WORK TO BE COMPLETED: What is needed is the whole of the data, set down exactly.

LISTED RECORDS:

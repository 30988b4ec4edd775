//! Navigation metadata for the sidebar and breadcrumb.
//!
//! [`home_routes`] builds the full sidebar tree for the current path, marks
//! the active entries, and drops everything the given role may not see.
//! [`breadcrumb`] resolves the current path against the same tree.

/// Icon shown next to a top-level route. The UI maps these to glyphs.
#[derive(Clone, Copy, Debug, PartialEq, Eq)]
pub enum NavIcon {
    Dashboard,
    Users,
    Approvals,
}

#[derive(Clone, Debug, PartialEq)]
pub struct SubItem {
    pub label: &'static str,
    pub href: &'static str,
    pub active: bool,
    pub allowed_roles: &'static [u8],
}

#[derive(Clone, Debug, PartialEq)]
pub struct RouteItem {
    pub label: &'static str,
    pub icon: Option<NavIcon>,
    pub href: &'static str,
    pub active: bool,
    pub allowed_roles: &'static [u8],
    pub sub_items: Vec<SubItem>,
}

#[derive(Clone, Debug, PartialEq)]
pub struct RouteGroup {
    pub label: &'static str,
    pub routes: Vec<RouteItem>,
}

const ALL_ROLES: &[u8] = &[1, 3, 4, 5];

/// Sidebar tree for `pathname`, filtered to what `role` may see.
///
/// Groups left without routes are dropped.
pub fn home_routes(pathname: &str, role: u8) -> Vec<RouteGroup> {
    let path = clean_path(pathname);
    let all_groups = vec![
        RouteGroup {
            label: "Main",
            routes: vec![
                RouteItem {
                    label: "Dashboard",
                    icon: Some(NavIcon::Dashboard),
                    href: "/dashboard",
                    active: path == "/dashboard",
                    allowed_roles: ALL_ROLES,
                    sub_items: Vec::new(),
                },
                RouteItem {
                    label: "Users List",
                    icon: Some(NavIcon::Users),
                    href: "/users",
                    active: path == "/users" || path.starts_with("/users/"),
                    allowed_roles: ALL_ROLES,
                    sub_items: vec![
                        SubItem {
                            label: "All Users",
                            href: "/users",
                            active: path == "/users",
                            allowed_roles: ALL_ROLES,
                        },
                        SubItem {
                            label: "Managers",
                            href: "/users/managers",
                            active: path == "/users/managers",
                            allowed_roles: ALL_ROLES,
                        },
                        SubItem {
                            label: "Executives",
                            href: "/users/executives",
                            active: path == "/users/executives",
                            allowed_roles: ALL_ROLES,
                        },
                    ],
                },
            ],
        },
        RouteGroup {
            label: "For Approvals",
            routes: vec![RouteItem {
                label: "Users Registrations",
                icon: Some(NavIcon::Approvals),
                href: "/users-registrations",
                active: path.starts_with("/users-registrations"),
                allowed_roles: ALL_ROLES,
                sub_items: Vec::new(),
            }],
        },
    ];

    filter_for_role(all_groups, role)
}

fn filter_for_role(groups: Vec<RouteGroup>, role: u8) -> Vec<RouteGroup> {
    groups
        .into_iter()
        .map(|group| RouteGroup {
            label: group.label,
            routes: group
                .routes
                .into_iter()
                .filter(|route| route.allowed_roles.contains(&role))
                .map(|mut route| {
                    route.sub_items.retain(|sub| sub.allowed_roles.contains(&role));
                    route
                })
                .collect(),
        })
        .filter(|group| !group.routes.is_empty())
        .collect()
}

/// What the header shows for the current page.
#[derive(Clone, Debug, PartialEq)]
pub enum Breadcrumb {
    /// A top-level route: just its label.
    Page(&'static str),
    /// A sub-route: parent label, then the sub label.
    Nested {
        parent: &'static str,
        child: &'static str,
    },
    /// No route matched.
    Home,
}

/// Resolve `pathname` to a breadcrumb. Query strings are ignored.
///
/// A top-level match wins over a sub-item with the same href, so `/users`
/// reads "Users List" rather than "Users List › All Users".
pub fn breadcrumb(pathname: &str, role: u8) -> Breadcrumb {
    let path = clean_path(pathname);
    for group in home_routes(pathname, role) {
        for item in &group.routes {
            if item.href == path {
                return Breadcrumb::Page(item.label);
            }
            if let Some(sub) = item.sub_items.iter().find(|s| s.href == path) {
                return Breadcrumb::Nested {
                    parent: item.label,
                    child: sub.label,
                };
            }
        }
    }
    Breadcrumb::Home
}

fn clean_path(pathname: &str) -> &str {
    let path = pathname.split(['?', '#']).next().unwrap_or_default();
    if path.len() > 1 {
        path.trim_end_matches('/')
    } else {
        path
    }
}

#[cfg(test)]
mod tests {
    use super::*;

    #[test]
    fn test_active_flags() {
        let groups = home_routes("/users/managers", 1);
        let users = &groups[0].routes[1];
        assert!(users.active);
        assert!(!groups[0].routes[0].active);
        let active_subs: Vec<_> = users.sub_items.iter().filter(|s| s.active).map(|s| s.label).collect();
        assert_eq!(active_subs, vec!["Managers"]);
    }

    #[test]
    fn test_registrations_prefix_is_active() {
        let groups = home_routes("/users-registrations/pending", 3);
        assert!(groups[1].routes[0].active);
        assert!(!groups[0].routes[1].active);
    }

    #[test]
    fn test_unknown_role_sees_nothing() {
        assert!(home_routes("/users", 2).is_empty());
        assert!(home_routes("/users", 0).is_empty());
    }

    #[test]
    fn test_empty_groups_are_dropped() {
        let groups = vec![
            RouteGroup {
                label: "Restricted",
                routes: vec![RouteItem {
                    label: "Payroll",
                    icon: None,
                    href: "/payroll",
                    active: false,
                    allowed_roles: &[3],
                    sub_items: Vec::new(),
                }],
            },
            RouteGroup {
                label: "Open",
                routes: vec![RouteItem {
                    label: "Dashboard",
                    icon: None,
                    href: "/dashboard",
                    active: false,
                    allowed_roles: &[1, 3],
                    sub_items: vec![SubItem {
                        label: "Admin only",
                        href: "/dashboard/admin",
                        active: false,
                        allowed_roles: &[1],
                    }],
                }],
            },
        ];
        let filtered = filter_for_role(groups, 3);
        assert_eq!(filtered.len(), 2);

        let groups = filter_for_role(home_routes("/", 1), 1);
        assert_eq!(groups.len(), 2);

        let filtered = filter_for_role(
            vec![RouteGroup {
                label: "Restricted",
                routes: vec![RouteItem {
                    label: "Payroll",
                    icon: None,
                    href: "/payroll",
                    active: false,
                    allowed_roles: &[3],
                    sub_items: vec![SubItem {
                        label: "Runs",
                        href: "/payroll/runs",
                        active: false,
                        allowed_roles: &[1],
                    }],
                }],
            }],
            3,
        );
        assert_eq!(filtered.len(), 1);
        assert!(filtered[0].routes[0].sub_items.is_empty());
        assert!(filter_for_role(filtered, 1).is_empty());
    }

    #[test]
    fn test_breadcrumb_resolution() {
        assert_eq!(breadcrumb("/users", 1), Breadcrumb::Page("Users List"));
        assert_eq!(breadcrumb("/dashboard?tab=2", 1), Breadcrumb::Page("Dashboard"));
        assert_eq!(
            breadcrumb("/users/executives", 1),
            Breadcrumb::Nested {
                parent: "Users List",
                child: "Executives"
            }
        );
        assert_eq!(breadcrumb("/users/executives/", 1), breadcrumb("/users/executives", 1));
        assert_eq!(breadcrumb("/nowhere", 1), Breadcrumb::Home);
        assert_eq!(breadcrumb("/users", 2), Breadcrumb::Home);
    }
}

SOLUTION TO THIS PROBLEM:
repository 30988b4ec4edd775
//! Navigation metadata for the sidebar and breadcrumb.
//!
//! [`home_routes`] builds the full sidebar tree for the current path, marks
//! the active entries, and drops everything the given role may not see.
//! [`breadcrumb`] resolves the current path against the same tree.

/// Icon shown next to a top-level route. The UI maps these to glyphs.
#[derive(Clone, Copy, Debug, PartialEq, Eq)]
pub enum NavIcon {
    Dashboard,
    Users,
    Approvals,
}

#[derive(Clone, Debug, PartialEq)]
pub struct SubItem {
    pub label: &'static str,
    pub href: &'static str,
    pub active: bool,
    pub allowed_roles: &'static [u8],
}

#[derive(Clone, Debug, PartialEq)]
pub struct RouteItem {
    pub label: &'static str,
    pub icon: Option<NavIcon>,
    pub href: &'static str,
    pub active: bool,
    pub allowed_roles: &'static [u8],
    pub sub_items: Vec<SubItem>,
}

#[derive(Clone, Debug, PartialEq)]
pub struct RouteGroup {
    pub label: &'static str,
    pub routes: Vec<RouteItem>,
}

const ALL_ROLES: &[u8] = &[1, 3, 4, 5];

/// Sidebar tree for `pathname`, filtered to what `role` may see.
///
/// Groups left without routes are dropped.
pub fn home_routes(pathname: &str, role: u8) -> Vec<RouteGroup> {
    let path = clean_path(pathname);
    let all_groups = vec![
        RouteGroup {
            label: "Main",
            routes: vec![
                RouteItem {
                    label: "Dashboard",
                    icon: Some(NavIcon::Dashboard),
                    href: "/dashboard",
                    active: path == "/dashboard",
                    allowed_roles: ALL_ROLES,
                    sub_items: Vec::new(),
                },
                RouteItem {
                    label: "Users List",
                    icon: Some(NavIcon::Users),
                    href: "/users",
                    active: path == "/users" || path.starts_with("/users/"),
                    allowed_roles: ALL_ROLES,
                    sub_items: vec![
                        SubItem {
                            label: "All Users",
                            href: "/users",
                            active: path == "/users",
                            allowed_roles: ALL_ROLES,
                        },
                        SubItem {
                            label: "Managers",
                            href: "/users/managers",
                            active: path == "/users/managers",
                            allowed_roles: ALL_ROLES,
                        },
                        SubItem {
                            label: "Executives",
                            href: "/users/executives",
                            active: path == "/users/executives",
                            allowed_roles: ALL_ROLES,
                        },
                    ],
                },
            ],
        },
        RouteGroup {
            label: "For Approvals",
            routes: vec![RouteItem {
                label: "Users Registrations",
                icon: Some(NavIcon::Approvals),
                href: "/users-registrations",
                active: path.starts_with("/users-registrations"),
                allowed_roles: ALL_ROLES,
                sub_items: Vec::new(),
            }],
        },
    ];

    filter_for_role(all_groups, role)
}

fn filter_for_role(groups: Vec<RouteGroup>, role: u8) -> Vec<RouteGroup> {
    groups
        .into_iter()
        .map(|group| RouteGroup {
            label: group.label,
            routes: group
                .routes
                .into_iter()
                .filter(|route| route.allowed_roles.contains(&role))
                .map(|mut route| {
                    route.sub_items.retain(|sub| sub.allowed_roles.contains(&role));
                    route
                })
                .collect(),
        })
        .filter(|group| !group.routes.is_empty())
        .collect()
}

/// What the header shows for the current page.
#[derive(Clone, Debug, PartialEq)]
pub enum Breadcrumb {
    /// A top-level route: just its label.
    Page(&'static str),
    /// A sub-route: parent label, then the sub label.
    Nested {
        parent: &'static str,
        child: &'static str,
    },
    /// No route matched.
    Home,
}

/// Resolve `pathname` to a breadcrumb. Query strings are ignored.
///
/// A top-level match wins over a sub-item with the same href, so `/users`
/// reads "Users List" rather than "Users List › All Users".
pub fn breadcrumb(pathname: &str, role: u8) -> Breadcrumb {
    let path = clean_path(pathname);
    for group in home_routes(pathname, role) {
        for item in &group.routes {
            if item.href == path {
                return Breadcrumb::Page(item.label);
            }
            if let Some(sub) = item.sub_items.iter().find(|s| s.href == path) {
                return Breadcrumb::Nested {
                    parent: item.label,
                    child: sub.label,
                };
            }
        }
    }
    Breadcrumb::Home
}

fn clean_path(pathname: &str) -> &str {
    let path = pathname.split(['?', '#']).next().unwrap_or_default();
    if path.len() > 1 {
        path.trim_end_matches('/')
    } else {
        path
    }
}

#[cfg(test)]
mod tests {
    use super::*;

    #[test]
    fn test_active_flags() {
        let groups = home_routes("/users/managers", 1);
        let users = &groups[0].routes[1];
        assert!(users.active);
        assert!(!groups[0].routes[0].active);
        let active_subs: Vec<_> = users.sub_items.iter().filter(|s| s.active).map(|s| s.label).collect();
        assert_eq!(active_subs, vec!["Managers"]);
    }

    #[test]
    fn test_registrations_prefix_is_active() {
        let groups = home_routes("/users-registrations/pending", 3);
        assert!(groups[1].routes[0].active);
        assert!(!groups[0].routes[1].active);
    }

    #[test]
    fn test_unknown_role_sees_nothing() {
        assert!(home_routes("/users", 2).is_empty());
        assert!(home_routes("/users", 0).is_empty());
    }

    #[test]
    fn test_empty_groups_are_dropped() {
        let groups = vec![
            RouteGroup {
                label: "Restricted",
                routes: vec![RouteItem {
                    label: "Payroll",
                    icon: None,
                    href: "/payroll",
                    active: false,
                    allowed_roles: &[3],
                    sub_items: Vec::new(),
                }],
            },
            RouteGroup {
                label: "Open",
                routes: vec![RouteItem {
                    label: "Dashboard",
                    icon: None,
                    href: "/dashboard",
                    active: false,
                    allowed_roles: &[1, 3],
                    sub_items: vec![SubItem {
                        label: "Admin only",
                        href: "/dashboard/admin",
                        active: false,
                        allowed_roles: &[1],
                    }],
                }],
            },
        ];
        let filtered = filter_for_role(groups, 3);
        assert_eq!(filtered.len(), 2);

        let groups = filter_for_role(home_routes("/", 1), 1);
        assert_eq!(groups.len(), 2);

        let filtered = filter_for_role(
            vec![RouteGroup {
                label: "Restricted",
                routes: vec![RouteItem {
                    label: "Payroll",
                    icon: None,
                    href: "/payroll",
                    active: false,
                    allowed_roles: &[3],
                    sub_items: vec![SubItem {
                        label: "Runs",
                        href: "/payroll/runs",
                        active: false,
                        allowed_roles: &[1],
                    }],
                }],
            }],
            3,
        );
        assert_eq!(filtered.len(), 1);
        assert!(filtered[0].routes[0].sub_items.is_empty());
        assert!(filter_for_role(filtered, 1).is_empty());
    }

    #[test]
    fn test_breadcrumb_resolution() {
        assert_eq!(breadcrumb("/users", 1), Breadcrumb::Page("Users List"));
        assert_eq!(breadcrumb("/dashboard?tab=2", 1), Breadcrumb::Page("Dashboard"));
        assert_eq!(
            breadcrumb("/users/executives", 1),
            Breadcrumb::Nested {
                parent: "Users List",
                child: "Executives"
            }
        );
        assert_eq!(breadcrumb("/users/executives/", 1), breadcrumb("/users/executives", 1));
        assert_eq!(breadcrumb("/nowhere", 1), Breadcrumb::Home);
        assert_eq!(breadcrumb("/users", 2), Breadcrumb::Home);
    }
}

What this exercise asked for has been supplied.